_Available records_:
--- --- ---

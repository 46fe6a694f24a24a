use thiserror::Error;

pub type Result<T> = std::result::Result<T, Error>;

#[derive(Error, Debug, Clone, PartialEq)]
pub enum Error {
    #[error("Type mismatch: {0}")]
    TypeMismatch(String),

    #[error("Shape mismatch: expected {expected:?}, got {actual:?}")]
    ShapeMismatch {
        expected: Vec<usize>,
        actual: Vec<usize>,
    },

    #[error("Index {index} is out of bounds for length {len}")]
    IndexError { index: isize, len: usize },

    #[error("Invalid indexer: {0}")]
    InvalidIndexer(String),

    #[error("Unsupported key: {0}")]
    UnsupportedKey(String),

    #[error("Not implemented: {0}")]
    NotImplemented(String),

    #[error("dtype {0} cannot represent a missing value")]
    NoMissingValue(&'static str),

    #[error("Need at least one column to concatenate")]
    EmptyConcat,

    #[error("Integer division by zero")]
    DivisionByZero,

    #[cfg(feature = "serde")]
    #[error("Serialization error: {0}")]
    Serialization(String),
}

impl Error {
    pub(crate) fn shape_mismatch(expected: &[usize], actual: &[usize]) -> Self {
        Error::ShapeMismatch {
            expected: expected.to_vec(),
            actual: actual.to_vec(),
        }
    }

    pub(crate) fn out_of_bounds(index: usize, len: usize) -> Self {
        Error::IndexError {
            index: index as isize,
            len,
        }
    }
}

#[cfg(feature = "serde")]
impl From<serde_json::Error> for Error {
    fn from(value: serde_json::Error) -> Self {
        Error::Serialization(value.to_string())
    }
}
use super::base::TensorBase;
use super::owned::Tensor;
use crate::error::{Error, Result};
use crate::tensor::{Dims, DimsExt, ITensor};
use std::ops::{Deref, DerefMut};
use std::slice::Iter;

/// Borrowed, read-only view over a contiguous row-major tensor.
pub struct TensorView<'a, T> {
    data: &'a [T],
    dims: &'a [usize],
}

impl<'a, T> TensorView<'a, T> {
    pub fn from_slice(data: &'a [T], dims: &'a [usize]) -> Self {
        assert_eq!(
            data.len(),
            dims.tensor_len(),
            "Mismatched data length {} and dimension {:?}",
            data.len(),
            dims
        );
        TensorView { data, dims }
    }

    pub fn try_from_slice(data: &'a [T], dims: &'a [usize]) -> Result<Self> {
        if data.len() != dims.tensor_len() {
            return Err(Error::shape_mismatch(&[dims.tensor_len()], &[data.len()]));
        }
        Ok(TensorView { data, dims })
    }

    #[inline]
    pub(crate) fn new_unchecked(data: &'a [T], dims: &'a [usize]) -> Self {
        debug_assert_eq!(data.len(), dims.tensor_len());
        TensorView { data, dims }
    }

    /// The viewed elements, borrowed for the full lifetime of the view.
    #[inline]
    pub fn as_slice(&self) -> &'a [T] {
        self.data
    }

    /// The viewed shape, borrowed for the full lifetime of the view.
    #[inline]
    pub fn shape(&self) -> &'a [usize] {
        self.dims
    }

    #[inline]
    pub fn to_tensor(&self) -> Tensor<T>
    where
        T: Clone,
    {
        Tensor::from_vec_unchecked(self.data.to_vec(), Dims::from(self.dims))
    }
}

impl<'a, T> Clone for TensorView<'a, T> {
    #[inline]
    fn clone(&self) -> Self {
        *self
    }
}

impl<'a, T> Copy for TensorView<'a, T> {}

impl<'a, T> ITensor for TensorView<'a, T> {
    #[inline]
    fn len(&self) -> usize {
        self.data.len()
    }
    #[inline]
    fn dims(&self) -> &[usize] {
        self.dims
    }
}

impl<'a, T> Deref for TensorView<'a, T> {
    type Target = [T];
    #[inline]
    fn deref(&self) -> &Self::Target {
        self.data
    }
}

impl<'a, T> AsRef<[T]> for TensorView<'a, T> {
    #[inline]
    fn as_ref(&self) -> &[T] {
        self.data
    }
}

impl<'a, T> TensorBase<T> for TensorView<'a, T> {
    #[inline]
    fn is_owned(&self) -> bool {
        false
    }
    fn into_owned(self) -> Tensor<T>
    where
        T: Clone,
    {
        self.to_tensor()
    }
    fn into_vec(self) -> Vec<T>
    where
        T: Clone,
    {
        self.data.to_vec()
    }
}

impl<'a, T> IntoIterator for TensorView<'a, T> {
    type Item = &'a T;
    type IntoIter = Iter<'a, T>;
    #[inline]
    fn into_iter(self) -> Self::IntoIter {
        self.data.iter()
    }
}

/// Borrowed, writable view over a contiguous row-major tensor.
pub struct TensorViewMut<'a, T> {
    data: &'a mut [T],
    dims: &'a [usize],
}

impl<'a, T> TensorViewMut<'a, T> {
    #[inline]
    pub(crate) fn new_unchecked(data: &'a mut [T], dims: &'a [usize]) -> Self {
        debug_assert_eq!(data.len(), dims.tensor_len());
        TensorViewMut { data, dims }
    }

    /// Overwrites every element with the matching element of `src`.
    pub fn copy_from(&mut self, src: &TensorView<T>) -> Result<()>
    where
        T: Copy,
    {
        if self.dims != src.dims() {
            return Err(Error::shape_mismatch(self.dims, src.dims()));
        }
        self.data.copy_from_slice(src);
        Ok(())
    }
}

impl<'a, T> ITensor for TensorViewMut<'a, T> {
    #[inline]
    fn len(&self) -> usize {
        self.data.len()
    }
    #[inline]
    fn dims(&self) -> &[usize] {
        self.dims
    }
}

impl<'a, T> Deref for TensorViewMut<'a, T> {
    type Target = [T];
    #[inline]
    fn deref(&self) -> &Self::Target {
        &*self.data
    }
}

impl<'a, T> DerefMut for TensorViewMut<'a, T> {
    #[inline]
    fn deref_mut(&mut self) -> &mut Self::Target {
        &mut *self.data
    }
}

impl<'a, T> AsRef<[T]> for TensorViewMut<'a, T> {
    #[inline]
    fn as_ref(&self) -> &[T] {
        &*self.data
    }
}

impl<'a, T> AsMut<[T]> for TensorViewMut<'a, T> {
    #[inline]
    fn as_mut(&mut self) -> &mut [T] {
        &mut *self.data
    }
}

--- --- ---

_About this task_: State, as a bare number, how many lines of the material contain "viewed".

_Solution for this exercise_: 2